Nas televisões, nomeadamente nos programas de entretenimento vendem-se, sem pudor, todo o tipo de suplementos alimentares milagrosos (já que curam todas as maleitas) com oferta, por exemplo, da Bíblia Sagrada, não se atendendo, de forma cuidada, ao credo de cada um. Ofertas essas, só disponíveis para os velozes espectadores que as adquiram nos 10 minutos seguintes, como se essa oferta "irrepetível" não se repetisse a cada 30 minutos, durante todo o dia, e durante todos os dias.

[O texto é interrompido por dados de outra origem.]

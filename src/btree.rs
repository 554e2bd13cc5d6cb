use log::trace;

use crate::config::{PageId, PID_SIZE};
use crate::errors::{Error, Result};
use crate::node::{Entry, Node, NodeKind};
use crate::store::Inner;
use crate::value::compare_encoded;

// Promoted median entry and the freshly allocated page to its right.
struct Split {
    key: Vec<u8>,
    value: Vec<u8>,
    right: PageId,
}

//
// Tree algorithms over encoded keys and values. Every page access goes
// through the cache; mutated nodes are written back with `put_node` so the
// dirty set is exactly what the next commit frames.
//
impl Inner {
    pub(crate) fn tree_get(&mut self, key: &[u8]) -> Result<Vec<u8>> {
        let mut pid = self.pager.meta.root;
        loop {
            let node = self.fetch_node(pid)?;
            match node.search(key) {
                Ok(i) => return Ok(node.entries[i].value.clone()),
                Err(i) => {
                    if node.is_leaf() {
                        return Err(Error::NotFound);
                    }
                    pid = node.children[i];
                }
            }
        }
    }

    pub(crate) fn tree_insert(&mut self, key: &[u8], value: &[u8], override_: bool) -> Result<()> {
        let root = self.pager.meta.root;
        if let Some(split) = self.insert_rec(root, key, value, override_)? {
            // root split: the tree grows one level
            let new_root_pid = self.alloc_page()?;
            let new_root = Node {
                page_id: new_root_pid,
                kind: NodeKind::Branch,
                entries: vec![Entry {
                    key: split.key,
                    value: split.value,
                }],
                children: vec![root, split.right],
            };
            self.put_node(new_root)?;
            self.pager.meta.root = new_root_pid;
            self.pager.meta_dirty = true;
            trace!("root split, new root page {new_root_pid}");
        }
        Ok(())
    }

    pub(crate) fn tree_remove(&mut self, key: &[u8]) -> Result<()> {
        let root = self.pager.meta.root;
        self.remove_rec(root, key)?;
        let node = self.fetch_node(root)?;
        if !node.is_leaf() && node.entries.is_empty() {
            // a merge emptied the root: promote its single child
            let new_root = node.children[0];
            self.free_page(root)?;
            self.pager.meta.root = new_root;
            self.pager.meta_dirty = true;
            trace!("root collapsed into page {new_root}");
        }
        Ok(())
    }

    fn insert_rec(
        &mut self,
        pid: PageId,
        key: &[u8],
        value: &[u8],
        override_: bool,
    ) -> Result<Option<Split>> {
        let mut node = self.fetch_node(pid)?;
        match node.search(key) {
            Ok(i) => {
                if !override_ {
                    return Err(Error::DuplicateKey);
                }
                node.entries[i].value = value.to_vec();
                self.put_node(node)?;
                Ok(None)
            }
            Err(i) => {
                if node.is_leaf() {
                    node.entries.insert(
                        i,
                        Entry {
                            key: key.to_vec(),
                            value: value.to_vec(),
                        },
                    );
                    self.write_or_split(node)
                } else {
                    let child = node.children[i];
                    match self.insert_rec(child, key, value, override_)? {
                        None => Ok(None),
                        Some(split) => {
                            let mut node = self.fetch_node(pid)?;
                            node.entries.insert(
                                i,
                                Entry {
                                    key: split.key,
                                    value: split.value,
                                },
                            );
                            node.children.insert(i + 1, split.right);
                            self.write_or_split(node)
                        }
                    }
                }
            }
        }
    }

    // Write the node back, splitting around the median when it overflowed.
    fn write_or_split(&mut self, mut node: Node) -> Result<Option<Split>> {
        if node.entries.len() < self.order {
            self.put_node(node)?;
            return Ok(None);
        }
        debug_assert_eq!(node.entries.len(), self.order);
        let mid = self.order / 2;
        let right_entries = node.entries.split_off(mid + 1);
        let promoted = node.entries.pop().unwrap();
        let right_children = if node.is_leaf() {
            Vec::new()
        } else {
            node.children.split_off(mid + 1)
        };
        let right_pid = self.alloc_page()?;
        trace!("split page {} -> new right page {right_pid}", node.page_id);
        let right = Node {
            page_id: right_pid,
            kind: node.kind,
            entries: right_entries,
            children: right_children,
        };
        self.put_node(node)?;
        self.put_node(right)?;
        Ok(Some(Split {
            key: promoted.key,
            value: promoted.value,
            right: right_pid,
        }))
    }

    fn remove_rec(&mut self, pid: PageId, key: &[u8]) -> Result<()> {
        let mut node = self.fetch_node(pid)?;
        match node.search(key) {
            Ok(i) => {
                if node.is_leaf() {
                    node.entries.remove(i);
                    self.put_node(node)?;
                    Ok(())
                } else {
                    // fill the slot with the in-order successor, then delete
                    // the successor from the right subtree
                    let right_child = node.children[i + 1];
                    let successor = self.min_entry(right_child)?;
                    let successor_key = successor.key.clone();
                    node.entries[i] = successor;
                    self.put_node(node)?;
                    self.remove_rec(right_child, &successor_key)?;
                    let mut node = self.fetch_node(pid)?;
                    self.rebalance_child(&mut node, i + 1)
                }
            }
            Err(i) => {
                if node.is_leaf() {
                    return Err(Error::NotFound);
                }
                self.remove_rec(node.children[i], key)?;
                let mut node = self.fetch_node(pid)?;
                self.rebalance_child(&mut node, i)
            }
        }
    }

    // Leftmost entry of the subtree rooted at `pid`.
    fn min_entry(&mut self, mut pid: PageId) -> Result<Entry> {
        loop {
            let node = self.fetch_node(pid)?;
            if node.is_leaf() {
                debug_assert!(!node.entries.is_empty());
                return Ok(node.entries[0].clone());
            }
            pid = node.children[0];
        }
    }

    // Restore minimum occupancy of `parent.children[idx]` after a removal
    // below it: borrow from the left sibling first, then the right, else
    // merge through the separator and free the emptied page.
    fn rebalance_child(&mut self, parent: &mut Node, idx: usize) -> Result<()> {
        let child_pid = parent.children[idx];
        let mut child = self.fetch_node(child_pid)?;
        if child.entries.len() >= self.min_entries {
            return Ok(());
        }

        if idx > 0 {
            let left_pid = parent.children[idx - 1];
            let mut left = self.fetch_node(left_pid)?;
            if left.entries.len() > self.min_entries {
                trace!("borrow from left sibling {left_pid} into {child_pid}");
                let separator =
                    std::mem::replace(&mut parent.entries[idx - 1], left.entries.pop().unwrap());
                child.entries.insert(0, separator);
                if !child.is_leaf() {
                    child.children.insert(0, left.children.pop().unwrap());
                }
                self.put_node(left)?;
                self.put_node(child)?;
                self.put_node(parent.clone())?;
                return Ok(());
            }
        }
        if idx + 1 < parent.children.len() {
            let right_pid = parent.children[idx + 1];
            let mut right = self.fetch_node(right_pid)?;
            if right.entries.len() > self.min_entries {
                trace!("borrow from right sibling {right_pid} into {child_pid}");
                let separator =
                    std::mem::replace(&mut parent.entries[idx], right.entries.remove(0));
                child.entries.push(separator);
                if !child.is_leaf() {
                    child.children.push(right.children.remove(0));
                }
                self.put_node(right)?;
                self.put_node(child)?;
                self.put_node(parent.clone())?;
                return Ok(());
            }
        }

        if idx > 0 {
            // fold the child into its left sibling
            let left_pid = parent.children[idx - 1];
            trace!("merge page {child_pid} into {left_pid}");
            let mut left = self.fetch_node(left_pid)?;
            left.entries.push(parent.entries.remove(idx - 1));
            parent.children.remove(idx);
            left.entries.append(&mut child.entries);
            left.children.append(&mut child.children);
            self.put_node(left)?;
            self.put_node(parent.clone())?;
            self.free_page(child_pid)?;
        } else {
            // leftmost child: fold the right sibling into it
            let right_pid = parent.children[idx + 1];
            trace!("merge page {right_pid} into {child_pid}");
            let mut right = self.fetch_node(right_pid)?;
            child.entries.push(parent.entries.remove(idx));
            parent.children.remove(idx + 1);
            child.entries.append(&mut right.entries);
            child.children.append(&mut right.children);
            self.put_node(child)?;
            self.put_node(parent.clone())?;
            self.free_page(right_pid)?;
        }
        Ok(())
    }

    //
    // Page plumbing: cache in front, WAL image in the middle, main file last.
    //

    pub(crate) fn fetch_node(&mut self, pid: PageId) -> Result<Node> {
        if let Some(node) = self.cache.node(pid)? {
            return Ok(node);
        }
        let bytes = self.read_page_anywhere(pid)?;
        let node = Node::deserialize(pid, &bytes)?;
        self.cache.install_clean(pid, node.clone());
        self.spill_overflow()?;
        Ok(node)
    }

    fn put_node(&mut self, node: Node) -> Result<()> {
        self.cache.put_node(node.page_id, node);
        self.spill_overflow()
    }

    // The newest image of a page can live in the WAL between a commit and the
    // next checkpoint; the main file is only current after a checkpoint.
    pub(crate) fn read_page_anywhere(&mut self, pid: PageId) -> Result<Vec<u8>> {
        if let Some(wal) = &self.wal {
            if let Some(bytes) = wal.read_page(pid)? {
                return Ok(bytes);
            }
        }
        self.pager.read_page(pid)
    }

    // Keep the cache within its page limit. Dirty spills go through the WAL so
    // the image is recoverable; without a WAL the backing takes them directly.
    pub(crate) fn spill_overflow(&mut self) -> Result<()> {
        while let Some((pid, bytes)) = self.cache.evict_overflow() {
            trace!("cache full of dirty pages, spilling page {pid}");
            match &mut self.wal {
                Some(wal) => wal.append_frame(pid, &bytes)?,
                None => self.pager.write_page(pid, &bytes)?,
            }
        }
        Ok(())
    }

    // Pop the free list, or extend the file by bumping the high-water mark.
    pub(crate) fn alloc_page(&mut self) -> Result<PageId> {
        let head = self.pager.meta.free_head;
        if head != 0 {
            let bytes = match self.cache.raw_peek(head) {
                Some(bytes) => bytes,
                None => self.read_page_anywhere(head)?,
            };
            let next = PageId::from_be_bytes(bytes[..PID_SIZE].try_into().unwrap());
            self.cache.invalidate(head);
            self.pager.meta.free_head = next;
            self.pager.meta_dirty = true;
            Ok(head)
        } else {
            let pid = self.pager.meta.page_count;
            self.pager.meta.page_count += 1;
            self.pager.meta_dirty = true;
            Ok(pid)
        }
    }

    // Thread the page onto the free list. The link is written through the
    // cache so it is captured by the next commit's WAL group.
    pub(crate) fn free_page(&mut self, pid: PageId) -> Result<()> {
        let mut bytes = vec![0u8; self.pager.page_size];
        bytes[..PID_SIZE].copy_from_slice(&self.pager.meta.free_head.to_be_bytes());
        self.cache.put_raw(pid, bytes);
        self.pager.meta.free_head = pid;
        self.pager.meta_dirty = true;
        self.spill_overflow()
    }

    //
    // Diagnostic walk: checks ordering, uniform leaf depth, child counts and
    // minimum occupancy, and returns the number of entries in the tree.
    //
    pub(crate) fn tree_verify(&mut self) -> Result<u64> {
        let root = self.pager.meta.root;
        let mut depth = 1usize;
        let mut pid = root;
        loop {
            let node = self.fetch_node(pid)?;
            if node.is_leaf() {
                break;
            }
            pid = node.children[0];
            depth += 1;
        }
        let mut prev: Option<Vec<u8>> = None;
        self.verify_rec(root, 1, depth, &mut prev, true)
    }

    fn verify_rec(
        &mut self,
        pid: PageId,
        level: usize,
        depth: usize,
        prev: &mut Option<Vec<u8>>,
        is_root: bool,
    ) -> Result<u64> {
        let node = self.fetch_node(pid)?;
        let ok_shape = if node.is_leaf() {
            level == depth && node.children.is_empty()
        } else {
            level < depth && node.children.len() == node.entries.len() + 1
        };
        let ok_fill = node.entries.len() <= self.order - 1
            && (is_root || node.entries.len() >= self.min_entries)
            && (is_root || !node.entries.is_empty());
        if !ok_shape || !ok_fill {
            return Err(Error::InvalidEncoding);
        }
        let mut count = 0u64;
        if node.is_leaf() {
            for entry in &node.entries {
                self.verify_order(prev, &entry.key)?;
                count += 1;
            }
        } else {
            for i in 0..node.children.len() {
                count += self.verify_rec(node.children[i], level + 1, depth, prev, false)?;
                if i < node.entries.len() {
                    self.verify_order(prev, &node.entries[i].key)?;
                    count += 1;
                }
            }
        }
        Ok(count)
    }

    fn verify_order(&self, prev: &mut Option<Vec<u8>>, key: &[u8]) -> Result<()> {
        if let Some(prev_key) = prev {
            if compare_encoded(prev_key, key) != std::cmp::Ordering::Less {
                return Err(Error::InvalidEncoding);
            }
        }
        *prev = Some(key.to_vec());
        Ok(())
    }
}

No YouTube, já está quase ultrapassado o tempo em que os anúncios apareciam apenas no início dos vídeos, podendo ser dispensados ao fim de alguns segundos. Hoje a publicidade neste canal aparece, não raras vezes, a meio do vídeo, não podendo ser ignorada e sem que dela possamos fugir. Se o fizermos o custo a pagar será o de voltar ao início do vídeo que incluirá, no momento programado, a visualização da dita publicidade.
Depois vêm os amigos, a família, os vizinhos, os colegas e os conhecidos, que sem o pudor de outros tempos nos querem vender tudo aquilo em que se metem na ganância da fortuna apressada e ilusória que compraram aos abutres que debicam os incautos cérebros que por aí vagueiam, desesperados por emprego e/ou em busca de dinheiro fácil. Então, os nossos mais próximos tentam, de forma voraz, vender-nos de tudo. Avon, Oriflame, Herbalife, Bimby e aspiradores que a única coisa que não fazem são pequenos almoços.
E nós, quais refugiados, fugimos como podemos dos bombardeamentos que caem à nossa volta no desespero dos dias.
O desafio de hoje prende-se, essencialmente, com a forma como podemos sobreviver (e sem ferir susceptibilidades) a estes vampiros anárquicos e sedentos do nosso dinheiro, que não raras vezes, se ofendem com a nossa recusa, como se comprar-lhes o que não queremos e não pedimos, fosse uma obrigação nossa!
Eles querem construir pirâmides para chegarem ao topo e conquistarem o tão almejado lugar ao sol, mas querem que sejamos nós a carregar as pedras!